Cast iron urns were a popular garden ornament during the Regency period in the UK, which lasted from 1811 to 1820. However, the popularity of these garden urns continued well beyond the Regency period, and they were still being produced in the early 1900s.
The cast iron urns of this period were often characterized by their classical design elements, such as intricate scrollwork, floral and leaf patterns, and detailed handles. They were typically large and heavy, with a wide base and a narrow opening at the top. These urns were often used to display plants or flowers in gardens or on terraces, and they were also used as decorative pieces in interior design.
During the Regency period, there was a renewed interest in classical styles and design, and this was reflected in the decorative arts. Cast iron was a popular material for garden urns due to its durability and the ease with which it could be molded into intricate designs. Many of these urns were made in foundries located in the Midlands region of England, such as Coalbrookdale, which was known for its high-quality cast iron work.

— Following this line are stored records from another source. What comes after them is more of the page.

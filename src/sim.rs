use crate::bus::{crc8, BusTransaction, MATCH_ROM};
use crate::registry::SensorAddress;
use crate::sensor::{Command, Resolution, SCRATCHPAD_LEN};
use std::collections::VecDeque;
use std::time::Duration;

/// Power-on reset value of the temperature register (85 C), served until
/// a conversion has been commanded.
const POWER_ON_RAW: i16 = 0x0550;

/// One modelled device hanging off the simulated line.
#[derive(Debug)]
pub struct SimulatedDevice {
    address: SensorAddress,
    base_celsius: f32,
    celsius: f32,
    resolution: Resolution,
    present: bool,
    corrupt_next_crc: bool,
    converted_raw: Option<i16>,
}

impl SimulatedDevice {
    /// Current modelled temperature.
    pub fn celsius(&self) -> f32 {
        self.celsius
    }

    /// Pins the modelled temperature (disabled drift follows from
    /// never calling [`SimulatedBus::advance_model`]).
    pub fn set_celsius(&mut self, celsius: f32) {
        self.base_celsius = celsius;
        self.celsius = celsius;
    }

    /// Simulates unplugging or rewiring the device.
    pub fn set_present(&mut self, present: bool) {
        self.present = present;
    }

    /// Corrupts the checksum byte of the next scratchpad served.
    pub fn corrupt_next_crc(&mut self) {
        self.corrupt_next_crc = true;
    }

    pub fn set_resolution(&mut self, resolution: Resolution) {
        self.resolution = resolution;
    }

    fn current_raw(&self) -> i16 {
        let clamped = self.celsius.clamp(-55.0, 125.0);
        self.resolution.truncate((clamped * 16.0).round() as i16)
    }

    fn scratchpad(&mut self) -> [u8; SCRATCHPAD_LEN] {
        let raw = self.converted_raw.unwrap_or(POWER_ON_RAW);
        let [lsb, msb] = raw.to_le_bytes();
        let mut scratchpad = [
            lsb,
            msb,
            0x4B,
            0x46,
            self.resolution.config_byte(),
            0xFF,
            0x0C,
            0x10,
            0,
        ];
        scratchpad[8] = crc8(&scratchpad[..8]);
        if self.corrupt_next_crc {
            scratchpad[8] ^= 0xFF;
            self.corrupt_next_crc = false;
        }
        scratchpad
    }
}

/// Shared-line state of the simulated bus protocol.
#[derive(Debug, Clone, Copy, PartialEq, Eq)]
enum LineState {
    /// Waiting for a ROM command after a reset.
    Idle,
    /// MATCH ROM seen, collecting the 8 address bytes.
    Addressing,
    /// A selection attempt finished; function commands go to the
    /// selected device, if any answered.
    Selected,
}

/// Behavioural model of the sensor bus: devices are addressed through
/// the same reset / MATCH ROM / function-command byte sequences a real
/// line would carry, so the node drives it through [`BusTransaction`]
/// exactly as it would drive hardware.
///
/// An addressed device that is not present simply never drives the line,
/// which reads back as all ones.
#[derive(Debug)]
pub struct SimulatedBus {
    devices: Vec<SimulatedDevice>,
    line: LineState,
    rom_buffer: Vec<u8>,
    selected: Option<usize>,
    read_queue: VecDeque<u8>,
    waited: Duration,
    model_time_ms: u64,
}

impl SimulatedBus {
    pub fn new() -> Self {
        Self {
            devices: Vec::new(),
            line: LineState::Idle,
            rom_buffer: Vec::new(),
            selected: None,
            read_queue: VecDeque::new(),
            waited: Duration::ZERO,
            model_time_ms: 0,
        }
    }

    pub fn add_device(
        &mut self,
        address: SensorAddress,
        base_celsius: f32,
        resolution: Resolution,
    ) {
        self.devices.push(SimulatedDevice {
            address,
            base_celsius,
            celsius: base_celsius,
            resolution,
            present: true,
            corrupt_next_crc: false,
            converted_raw: None,
        });
    }

    pub fn device_mut(&mut self, address: &SensorAddress) -> Option<&mut SimulatedDevice> {
        self.devices.iter_mut().find(|d| d.address == *address)
    }

    /// Advances the thermal model: each device drifts slowly around its
    /// base temperature with its own phase.
    pub fn advance_model(&mut self, dt_ms: u64) {
        self.model_time_ms += dt_ms;
        let t = self.model_time_ms as f32 * 0.001;
        for (index, device) in self.devices.iter_mut().enumerate() {
            device.celsius = device.base_celsius + (t * 0.05 + index as f32).sin() * 2.0;
        }
    }

    /// Total time callers have blocked in [`BusTransaction::wait`].
    pub fn total_waited(&self) -> Duration {
        self.waited
    }
}

impl Default for SimulatedBus {
    fn default() -> Self {
        Self::new()
    }
}

impl BusTransaction for SimulatedBus {
    fn reset(&mut self) -> bool {
        self.line = LineState::Idle;
        self.rom_buffer.clear();
        self.selected = None;
        self.read_queue.clear();
        self.devices.iter().any(|d| d.present)
    }

    fn write_byte(&mut self, byte: u8) {
        match self.line {
            LineState::Idle => {
                if byte == MATCH_ROM {
                    self.line = LineState::Addressing;
                    self.rom_buffer.clear();
                }
            }
            LineState::Addressing => {
                self.rom_buffer.push(byte);
                if self.rom_buffer.len() == SensorAddress::BYTES {
                    let mut raw = [0u8; SensorAddress::BYTES];
                    raw.copy_from_slice(&self.rom_buffer);
                    let address = SensorAddress::new(raw);
                    self.selected = self
                        .devices
                        .iter()
                        .position(|d| d.present && d.address == address);
                    self.line = LineState::Selected;
                }
            }
            LineState::Selected => {
                let Some(index) = self.selected else { return };
                if byte == Command::Convert.op_code() {
                    let raw = self.devices[index].current_raw();
                    self.devices[index].converted_raw = Some(raw);
                } else if byte == Command::ReadScratchpad.op_code() {
                    let scratchpad = self.devices[index].scratchpad();
                    self.read_queue.extend(scratchpad);
                }
            }
        }
    }

    fn read_byte(&mut self) -> u8 {
        // A released line with nobody driving it reads as ones.
        self.read_queue.pop_front().unwrap_or(0xFF)
    }

    fn wait(&mut self, duration: Duration) {
        self.waited += duration;
    }
}

#[cfg(test)]
mod tests {
    use super::*;
    use crate::registry::SensorDescriptor;
    use crate::sensor::{self, MeasureError, MAX_CONVERSION_TIME};

    fn address(serial: u8) -> SensorAddress {
        let mut raw = [0x28, 0xFF, serial, 0xAA, 0x85, 0x16, 0x04, 0x00];
        raw[7] = crc8(&raw[..7]);
        SensorAddress::new(raw)
    }

    fn descriptor(serial: u8) -> SensorDescriptor {
        SensorDescriptor {
            address: address(serial),
            telemetry_path: format!("propulsion.main.sensor{serial}"),
            display_label: format!("Sensor {serial}"),
        }
    }

    #[test]
    fn measure_reads_modelled_temperature() {
        let mut bus = SimulatedBus::new();
        bus.add_device(address(1), 25.0625, Resolution::Bits12);

        let t = sensor::measure(&mut bus, &descriptor(1)).unwrap();
        assert!((t.celsius() - 25.0625).abs() < 1e-4);
        assert_eq!(bus.total_waited(), MAX_CONVERSION_TIME);
    }

    #[test]
    fn low_resolution_device_truncates_through_full_stack() {
        let mut bus = SimulatedBus::new();
        bus.add_device(address(1), 25.0625, Resolution::Bits9);

        let t = sensor::measure(&mut bus, &descriptor(1)).unwrap();
        assert_eq!(t.resolution(), Resolution::Bits9);
        assert!((t.celsius() - 25.0).abs() < 1e-4);
    }

    #[test]
    fn all_resolutions_serve_crc_valid_scratchpads() {
        for resolution in [
            Resolution::Bits9,
            Resolution::Bits10,
            Resolution::Bits11,
            Resolution::Bits12,
        ] {
            let mut bus = SimulatedBus::new();
            bus.add_device(address(7), -10.125, resolution);
            let t = sensor::measure(&mut bus, &descriptor(7)).unwrap();
            assert_eq!(t.resolution(), resolution);
        }
    }

    #[test]
    fn empty_bus_reports_no_presence() {
        let mut bus = SimulatedBus::new();
        assert_eq!(
            sensor::measure(&mut bus, &descriptor(1)),
            Err(MeasureError::NoDevicePresent)
        );
    }

    #[test]
    fn unplugged_device_on_live_bus_fails_checksum() {
        // Another device keeps the presence pulse alive, but the
        // addressed one never drives the line: all-ones scratchpad.
        let mut bus = SimulatedBus::new();
        bus.add_device(address(1), 25.0, Resolution::Bits12);
        bus.add_device(address(2), 40.0, Resolution::Bits12);
        bus.device_mut(&address(2)).unwrap().set_present(false);

        assert!(matches!(
            sensor::measure(&mut bus, &descriptor(2)),
            Err(MeasureError::ChecksumMismatch { .. })
        ));
    }

    #[test]
    fn corrupted_scratchpad_fails_checksum_once() {
        let mut bus = SimulatedBus::new();
        bus.add_device(address(1), 25.0, Resolution::Bits12);
        bus.device_mut(&address(1)).unwrap().corrupt_next_crc();

        assert!(matches!(
            sensor::measure(&mut bus, &descriptor(1)),
            Err(MeasureError::ChecksumMismatch { .. })
        ));
        // The corruption is one-shot; the next transaction is clean.
        assert!(sensor::measure(&mut bus, &descriptor(1)).is_ok());
    }

    #[test]
    fn thermal_model_drifts_around_base() {
        let mut bus = SimulatedBus::new();
        bus.add_device(address(1), 80.0, Resolution::Bits12);

        for _ in 0..100 {
            bus.advance_model(1000);
            let celsius = bus.device_mut(&address(1)).unwrap().celsius();
            assert!((celsius - 80.0).abs() <= 2.0 + 1e-3);
        }
    }
}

In the early 1900s, the popularity of cast iron garden urns continued, and they were still being produced in large quantities. However, the design elements of these urns began to shift, with more emphasis placed on Art Nouveau and Art Deco styles. These urns were often characterized by more fluid, organic shapes and bold, geometric patterns.
Overall, the Regency Cast Iron Urns from the England in 1900 was a continuation of the classical styles of the Regency period, but with some changes in design elements to reflect the shifting tastes of the time. These garden urns remain popular decorative items today, prized for their durability and timeless design.